Items from a dataset:

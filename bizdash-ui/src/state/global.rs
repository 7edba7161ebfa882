//! Global Application State
//!
//! Wraps the [`Dashboard`] controller in Leptos signals. The controller stays
//! the single owner of theme, tab and dataset; an observer copies every new
//! state into `snapshot`, and the derived view models are memoized on the
//! dataset alone.

use std::rc::Rc;

use bizdash::{Dashboard, DashboardState, Dataset, Tab, Theme, ViewModels};
use leptos::*;

use crate::history::BrowserHistory;
use crate::storage::LocalStore;

/// Controller wired to `localStorage` and `window.history`
pub type BrowserDashboard = Dashboard<LocalStore, BrowserHistory>;

/// Global application state provided to all components
#[derive(Clone, Copy)]
pub struct GlobalState {
    /// The controller; dropped with the root owner, which unsubscribes it
    pub dashboard: StoredValue<Rc<BrowserDashboard>>,
    /// Latest controller state
    pub snapshot: RwSignal<DashboardState>,
    /// Dataset, only notifies when it actually changes
    pub dataset: Memo<Dataset>,
    /// Chart series, insights and cards for the current dataset
    pub views: Memo<ViewModels>,
}

/// Mount the controller and provide global state to the component tree
pub fn provide_global_state() -> GlobalState {
    let dashboard = Rc::new(Dashboard::mount(LocalStore, BrowserHistory::new()));
    let snapshot = create_rw_signal(dashboard.state());

    dashboard.observe(move |state| snapshot.set(state.clone()));

    let dataset = create_memo(move |_| snapshot.with(|s| s.dataset.clone()));
    let views = create_memo(move |_| dataset.with(ViewModels::derive));

    let state = GlobalState {
        dashboard: store_value(dashboard),
        snapshot,
        dataset,
        views,
    };

    provide_context(state);
    state
}

impl GlobalState {
    pub fn theme(&self) -> Theme {
        self.snapshot.with(|s| s.theme)
    }

    pub fn active_tab(&self) -> Tab {
        self.snapshot.with(|s| s.active_tab)
    }

    /// Sidebar navigation intent
    pub fn navigate(&self, key: &str) {
        self.dashboard.with_value(|d| {
            d.navigate(key);
        });
    }

    pub fn toggle_theme(&self) {
        self.dashboard.with_value(|d| {
            d.toggle_theme();
        });
    }

    /// Restore the sample dataset; returns whether it was saved
    pub fn reset_dataset(&self) -> bool {
        self.dashboard.with_value(|d| match d.reset_dataset() {
            Ok(()) => true,
            Err(e) => {
                web_sys::console::error_1(&format!("Failed to save dataset: {}", e).into());
                false
            }
        })
    }
}
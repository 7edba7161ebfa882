//! Expenses Page

use leptos::*;

use crate::components::QuickInsights;
use crate::state::global::GlobalState;

#[component]
pub fn Expenses() -> impl IntoView {
    let state = use_context::<GlobalState>().expect("GlobalState not found");
    let chips = Signal::derive(move || state.views.with(|v| v.expense_chips.clone()));

    view! { <QuickInsights items=chips title="Expenses" show_glyph=false /> }
}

• Activity: Only the number is wanted: how many lines in the preceding entries hold the string "views"?

• Answer for the task: 4